核禁止条約会議が閉幕 「道筋示された」長崎の被爆者ら歓迎

締約国会議の閉幕を喜び拍手する朝長さん(右)と宮田さん(中央)=ウィーン、オーストリアセンター

 「具体的な道筋が示された」。核兵器禁止条約の初の締約国会議が幕を閉じた。参加した長崎の被爆者らは「核なき世界」の実現を目指す「ウィーン宣言」と「行動計画」を歓迎し、条約を推進していく決意を新たにした。
 閉幕の瞬間、議場の各国政府代表や非政府組織(NGO)関係者らが立ち上がって拍手。会議を見守った長崎市の被爆者で医師の朝長万左男さん(79)と雲仙市の被爆者、宮田隆さん(82)もにこやかに握手を交わした。
 朝長さんは報道陣の取材に「良いスタートを切れたのでは」と安堵(あんど)の表情。宮田さんは「日本が背負った課題は大きい」とオブザーバー参加しなかった自国政府に厳しい目を向けた。
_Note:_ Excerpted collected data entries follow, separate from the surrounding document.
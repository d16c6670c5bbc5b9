// Dweve Formation - Referential integrity checks for configuration tables
//
// Copyright (c) 2025 Dweve IP B.V. and individual contributors.
//
// SPDX-License-Identifier: Apache-2.0
//
// Licensed under the Apache License, Version 2.0 (the "License");
// you may not use this file except in compliance with the License.
// You may obtain a copy of the License in the LICENSE file at the
// root of this repository or at: http://www.apache.org/licenses/LICENSE-2.0
//
// Unless required by applicable law or agreed to in writing, software
// distributed under the License is distributed on an "AS IS" BASIS,
// WITHOUT WARRANTIES OR CONDITIONS OF ANY KIND, either express or implied.
// See the License for the specific language governing permissions and
// limitations under the License.

//! Structured error types for the formation CLI.

use std::io;
use std::path::PathBuf;
use thiserror::Error;

/// The main error type for CLI operations.
///
/// Implements `Clone` so errors can cross rayon worker boundaries.
#[derive(Error, Debug, Clone)]
pub enum CliError {
    /// I/O operation failed (file read or directory listing).
    #[error("I/O error for '{path}': {message}")]
    Io {
        /// The path that caused the error
        path: PathBuf,
        /// The error message
        message: String,
    },

    /// A CSV table could not be loaded.
    #[error("Load error for '{path}': {message}")]
    Load {
        path: PathBuf,
        message: String,
    },

    /// A JSON dataset could not be decoded, or output could not be encoded.
    #[error("JSON error: {message}")]
    Json {
        /// The error message
        message: String,
    },

    /// Invalid input provided by the user.
    #[error("Invalid input: {0}")]
    InvalidInput(String),

    /// A formation given on the command line could not be built.
    #[error("Formation error: {0}")]
    Formation(String),

    /// Checks ran to completion and found problems.
    #[error("{count} reference error(s) found")]
    ReferenceErrors {
        /// Total number of errors across all formations
        count: usize,
    },
}

impl CliError {
    /// Create an I/O error with path context.
    ///
    /// # Examples
    ///
    /// ```rust,no_run
    /// use formation_cli::error::CliError;
    ///
    /// let result = std::fs::read_dir("tables")
    ///     .map_err(|e| CliError::io_error("tables", e));
    /// ```
    pub fn io_error(path: impl Into<PathBuf>, source: io::Error) -> Self {
        Self::Io {
            path: path.into(),
            message: source.to_string(),
        }
    }

    pub fn load(path: impl Into<PathBuf>, source: formation_csv::LoadError) -> Self {
        Self::Load {
            path: path.into(),
            message: source.to_string(),
        }
    }

    pub fn json(message: impl ToString) -> Self {
        Self::Json {
            message: message.to_string(),
        }
    }

    pub fn invalid_input(msg: impl Into<String>) -> Self {
        Self::InvalidInput(msg.into())
    }
}

impl From<serde_json::Error> for CliError {
    fn from(err: serde_json::Error) -> Self {
        Self::json(err)
    }
}

impl From<formation_core::FormationError> for CliError {
    fn from(err: formation_core::FormationError) -> Self {
        Self::Formation(err.to_string())
    }
}
// Dweve Formation - Referential integrity checks for configuration tables
//
// Copyright (c) 2025 Dweve IP B.V. and individual contributors.
//
// SPDX-License-Identifier: Apache-2.0
//
// Licensed under the Apache License, Version 2.0 (the "License");
// you may not use this file except in compliance with the License.
// You may obtain a copy of the License in the LICENSE file at the
// root of this repository or at: http://www.apache.org/licenses/LICENSE-2.0
//
// Unless required by applicable law or agreed to in writing, software
// distributed under the License is distributed on an "AS IS" BASIS,
// WITHOUT WARRANTIES OR CONDITIONS OF ANY KIND, either express or implied.
// See the License for the specific language governing permissions and
// limitations under the License.

//! End-to-end relation checks over small table sets.

use formation_core::{
    dependency_map, Cell, Dataset, Datasets, Formation, FormationErrorKind, ReferenceMap,
};

const REWARDS_FORMATION: &str = "format(
    RewardsPoolCfg.reward_type(1):RewardsGroupCfg.group_id,PH;RewardsGroupCfg.group_id,PH|
    RewardsPoolCfg.reward_type(2):RewardsGroupCfg.group_id,PH;RewardsGroupCfg.group_id,PH|
    RewardsPoolCfg.reward_type(3):RewardsGroupCfg.group_id,PH;RewardsGroupCfg.group_id,PH|
    RewardsPoolCfg.reward_type(4):RewardsGroupCfg.group_id,PH,PH;RewardsGroupCfg.group_id,PH,PH|
    RewardsPoolCfg.reward_type(5):RewardsGroupCfg.group_id,PH,PH;RewardsGroupCfg.group_id,PH,PH
)";

fn groups(ids: &[i64]) -> Dataset {
    let mut dataset = Dataset::with_columns(["group_id", "weight"]);
    for id in ids {
        dataset.push_row(vec![Cell::Int(*id), Cell::Int(100)]);
    }
    dataset
}

fn pool(rows: &[(i64, &str)]) -> Dataset {
    let mut dataset = Dataset::with_columns(["pool_id", "reward_type", "fixed_jackpot"]);
    for (i, (reward_type, jackpot)) in rows.iter().enumerate() {
        dataset.push_row(vec![
            Cell::Int(i as i64 + 1),
            Cell::Int(*reward_type),
            Cell::from(*jackpot),
        ]);
    }
    dataset
}

fn rewards_tables(rows: &[(i64, &str)]) -> Datasets {
    let mut datasets = Datasets::new();
    datasets.insert("RewardsPoolCfg".to_string(), pool(rows));
    datasets.insert("RewardsGroupCfg".to_string(), groups(&[10, 11, 12, 13]));
    datasets
}

fn rewards_formation() -> Formation {
    Formation::parse("RewardsPoolCfg", "fixed_jackpot", REWARDS_FORMATION).unwrap()
}

// ==================== Decoration tests ====================

#[test]
fn test_rewards_decoration_builds() {
    let formation = rewards_formation();
    assert!(formation.has_decoration());

    let decoration = formation.decoration().unwrap();
    assert_eq!(decoration.discriminant().to_string(), "RewardsPoolCfg.reward_type");
    let literals: Vec<_> = decoration.branches().map(|(literal, _)| literal).collect();
    assert_eq!(literals, vec!["1", "2", "3", "4", "5"]);
}

#[test]
fn test_rewards_decoration_all_present() {
    let datasets = rewards_tables(&[(1, "10,5;11,5"), (3, "12,1"), (4, "13,1,2;10,3,4")]);
    let report = rewards_formation().relation_check(&datasets);
    assert!(report.is_ok(), "{:?}", report.errors);
}

#[test]
fn test_rewards_branch_selects_shape() {
    // Type 4 rows are triples; a pair is a length mismatch under that branch
    let datasets = rewards_tables(&[(4, "10,5"), (2, "10,5")]);
    let report = rewards_formation().relation_check(&datasets);
    assert_eq!(report.errors.len(), 1);
    assert_eq!(report.errors[0].kind, FormationErrorKind::ContentLengthMismatch);
    assert_eq!(report.errors[0].row, Some(0));
}

#[test]
fn test_rewards_unresolved_discriminant() {
    let datasets = rewards_tables(&[(3, "10,1"), (9, "99,1")]);
    let report = rewards_formation().relation_check(&datasets);

    assert_eq!(report.errors.len(), 1);
    let err = &report.errors[0];
    assert_eq!(err.kind, FormationErrorKind::UnresolvedDiscriminant);
    assert_eq!(
        err.message,
        "RewardsPoolCfg.fixed_jackpot reference value 9 from RewardsPoolCfg.reward_type does not exist"
    );
    assert_eq!(err.row, Some(1));
}

#[test]
fn test_rewards_missing_group() {
    let datasets = rewards_tables(&[(1, "10,5;77,5")]);
    let report = rewards_formation().relation_check(&datasets);
    assert_eq!(report.errors.len(), 1);
    assert_eq!(
        report.errors[0].message,
        "RewardsGroupCfg.group_id can not find content 77"
    );
}

#[test]
fn test_decoration_does_not_skip_zero() {
    let datasets = rewards_tables(&[(1, "0,5")]);
    let report = rewards_formation().relation_check(&datasets);
    assert_eq!(report.errors.len(), 1);
    assert_eq!(report.errors[0].kind, FormationErrorKind::MissingReference);
}

#[test]
fn test_decoration_skips_empty_content_even_when_unresolved() {
    let datasets = rewards_tables(&[(9, "")]);
    assert!(rewards_formation().relation_check(&datasets).is_ok());
}

// ==================== Plain path tests ====================

fn shop_tables(goods: &[&str]) -> Datasets {
    let mut shop = Dataset::with_columns(["shop_id", "goods", "npc"]);
    for (i, g) in goods.iter().enumerate() {
        shop.push_row(vec![Cell::Int(i as i64), Cell::from(*g), Cell::Int(500)]);
    }

    let mut items = Dataset::with_columns(["item_id"]);
    for id in [1001, 1002, 1003] {
        items.push_row(vec![Cell::Int(id)]);
    }

    let mut datasets = Datasets::new();
    datasets.insert("ShopCfg".to_string(), shop);
    datasets.insert("ItemCfg".to_string(), items);
    datasets
}

#[test]
fn test_round_trip_every_reference_present() {
    let formation = Formation::parse("ShopCfg", "goods", "format(ItemCfg.item_id,PH;ItemCfg.item_id,PH)").unwrap();
    let report = formation.relation_check(&shop_tables(&["1001,1;1002,2", "1003,9"]));
    assert!(report.is_ok());
    assert!(report.errors.is_empty());
}

#[test]
fn test_sentinel_rows_never_error() {
    // Values that would be length mismatches if they were read
    let formation = Formation::parse("ShopCfg", "goods", "format(ItemCfg.item_id,PH)").unwrap();
    let report = formation.relation_check(&shop_tables(&["", "0", "-1"]));
    assert!(report.is_ok(), "{:?}", report.errors);
}

#[test]
fn test_missing_file_still_reports_resolvable_references() {
    let formation = Formation::parse(
        "ShopCfg",
        "goods",
        "format(ItemCfg.item_id,NpcCfg.npc_id,ItemCfg.code)",
    )
    .unwrap();
    let report = formation.relation_check(&shop_tables(&["1001,1,a", "4004,2,b"]));

    let kinds: Vec<_> = report.errors.iter().map(|e| e.kind).collect();
    assert!(!report.is_ok());
    assert_eq!(
        kinds,
        vec![
            FormationErrorKind::UnknownField,
            FormationErrorKind::MissingReference,
            FormationErrorKind::UnknownFile,
        ]
    );
    assert_eq!(
        report
            .errors
            .iter()
            .filter(|e| e.kind == FormationErrorKind::UnknownFile)
            .count(),
        1
    );
}

#[test]
fn test_errors_accumulate_across_rows() {
    let formation = Formation::parse("ShopCfg", "goods", "format(ItemCfg.item_id,PH)").unwrap();
    let report = formation.relation_check(&shop_tables(&["2001,1", "1001", "2002,1"]));
    let kinds: Vec<_> = report.errors.iter().map(|e| e.kind).collect();
    assert_eq!(
        kinds,
        vec![
            FormationErrorKind::ContentLengthMismatch,
            FormationErrorKind::MissingReference,
            FormationErrorKind::MissingReference,
        ]
    );
}

// ==================== Dependency tests ====================

#[test]
fn test_dependency_map_over_tables() {
    let formations = vec![
        rewards_formation(),
        Formation::parse("ShopCfg", "goods", "format(ItemCfg.item_id,PH)").unwrap(),
    ];
    let map = dependency_map(&formations);

    let rewards: Vec<_> = map["RewardsPoolCfg"].iter().map(String::as_str).collect();
    assert_eq!(rewards, vec!["RewardsGroupCfg", "RewardsPoolCfg"]);
    assert!(map["ShopCfg"].contains("ItemCfg"));
}

#[test]
fn test_reference_map_merge_preserves_left_first() {
    let target = formation_core::FieldRef::new("A", "b");
    let mut left = ReferenceMap::new();
    left.push(&target, "1");
    let mut right = ReferenceMap::new();
    right.push(&target, "2");
    right.push(&formation_core::FieldRef::new("C", "d"), "3");

    left.merge(right);
    assert_eq!(left.get("A", "b").unwrap(), &["1".to_string(), "2".to_string()]);
    assert_eq!(left.get("C", "d").unwrap(), &["3".to_string()]);
}
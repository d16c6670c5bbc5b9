// Dweve Formation - Referential integrity checks for configuration tables
//
// Copyright (c) 2025 Dweve IP B.V. and individual contributors.
//
// SPDX-License-Identifier: Apache-2.0
//
// Licensed under the Apache License, Version 2.0 (the "License");
// you may not use this file except in compliance with the License.
// You may obtain a copy of the License in the LICENSE file at the
// root of this repository or at: http://www.apache.org/licenses/LICENSE-2.0
//
// Unless required by applicable law or agreed to in writing, software
// distributed under the License is distributed on an "AS IS" BASIS,
// WITHOUT WARRANTIES OR CONDITIONS OF ANY KIND, either express or implied.
// See the License for the specific language governing permissions and
// limitations under the License.

//! Decoration resolution.
//!
//! The discriminant is read from the same row as the content being checked,
//! at the column its `Field` names. This assumes the discriminant's file is
//! row-aligned with the formation's own file, which in practice means it is
//! the same file.

use crate::content::{ExtractContent, Extraction};
use crate::dataset::{Dataset, Datasets};
use crate::error::FormationError;
use crate::node::PerpendicularNode;
use crate::reference::FieldRef;
use tracing::debug;

impl PerpendicularNode {
    /// Extract `content` with the branch whose literal equals `discriminant`.
    ///
    /// `target` names the column being checked and only appears in the
    /// error when no branch matches.
    pub fn resolve(&self, target: &FieldRef, discriminant: &str, content: &str) -> Extraction {
        match self.branch(discriminant) {
            Some(branch) => branch.extract(content),
            None => Extraction::from_error(FormationError::unresolved_discriminant(format!(
                "{} reference value {} from {} does not exist",
                target, discriminant, self.discriminant
            ))),
        }
    }
}

/// Aggregate every row of `dataset` through `decoration`.
///
/// Only empty content is skipped on this path.
pub(crate) fn aggregate(
    target: &FieldRef,
    decoration: &PerpendicularNode,
    dataset: &Dataset,
    field_index: usize,
    datasets: &Datasets,
) -> Extraction {
    let discriminant = decoration.discriminant();
    let Some(discriminant_set) = datasets.get(&discriminant.file) else {
        return Extraction::from_error(FormationError::unknown_file(format!(
            "{} discriminant file {} does not exist",
            target, discriminant.file
        )));
    };
    let Some(discriminant_index) = discriminant_set.column(&discriminant.field) else {
        return Extraction::from_error(FormationError::unknown_field(format!(
            "{} discriminant {} does not exist in the format of {}",
            target, discriminant, discriminant.file
        )));
    };

    let mut extraction = Extraction::new();
    for (row, cells) in dataset.data.iter().enumerate() {
        let Some(content) = cells.get(field_index) else {
            extraction
                .errors
                .push(missing_cell(target, field_index).with_row(row));
            continue;
        };
        let content = content.to_string();
        if content.is_empty() {
            continue;
        }

        let Some(selector) = cells.get(discriminant_index) else {
            extraction
                .errors
                .push(missing_cell(discriminant, discriminant_index).with_row(row));
            continue;
        };

        let mut resolved = decoration.resolve(target, &selector.to_string(), &content);
        for err in &mut resolved.errors {
            err.row = Some(row);
        }
        extraction.merge(resolved);
    }

    debug!(
        %target,
        rows = dataset.len(),
        references = extraction.references.len(),
        errors = extraction.errors.len(),
        "aggregated decorated formation"
    );
    extraction
}

pub(crate) fn missing_cell(column: &FieldRef, index: usize) -> FormationError {
    FormationError::unknown_field(format!("{} has no cell at index {}", column, index))
}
 歴史的な3日間の会議。被爆地長崎からも視線が注がれた。県平和運動センター被爆連の川野浩一議長(82)は、日本と同じく米国の「核の傘」の下にあるドイツなどのオブザーバー参加を「勇気を持って参加した」と称賛。一方で「なぜ唯一の戦争被爆国である日本がいないのか。非常に残念だ」と憤った。
 同団体など長崎の被爆者4団体や市民団体は5月に「核兵器禁止条約の会・長崎」を結成。川野議長は「政府を動かすには推進の動きを広げていかないと」と意気込んだ。
 締約国会議の主要議題の一つ、核被害者支援では、核被害国のための国際的な信託基金の設置検討などが行動計画に盛り込まれた。全国被爆二世団体連絡協議会の崎山昇会長(63)は「支援の方向性が再確認された」と歓迎。核被害者の定義は今後議論されるが「被爆2世など将来世代の被害が過小評価され、対象外となる恐れもある。救済対象と認識してほしい」と求めた。
 長崎大核兵器廃絶研究センターの中村桂子准教授(核軍縮)は、「核抑止論は誤りだ」と断じた「ウィーン宣言」は「逆風にさらされる中、核軍縮の推進を鼓舞する」と評価。行動計画について「目に見える形で道筋を示すもの。何をやるかが明確になり、市民社会も何ができるか知恵を絞ることが必要」と語った。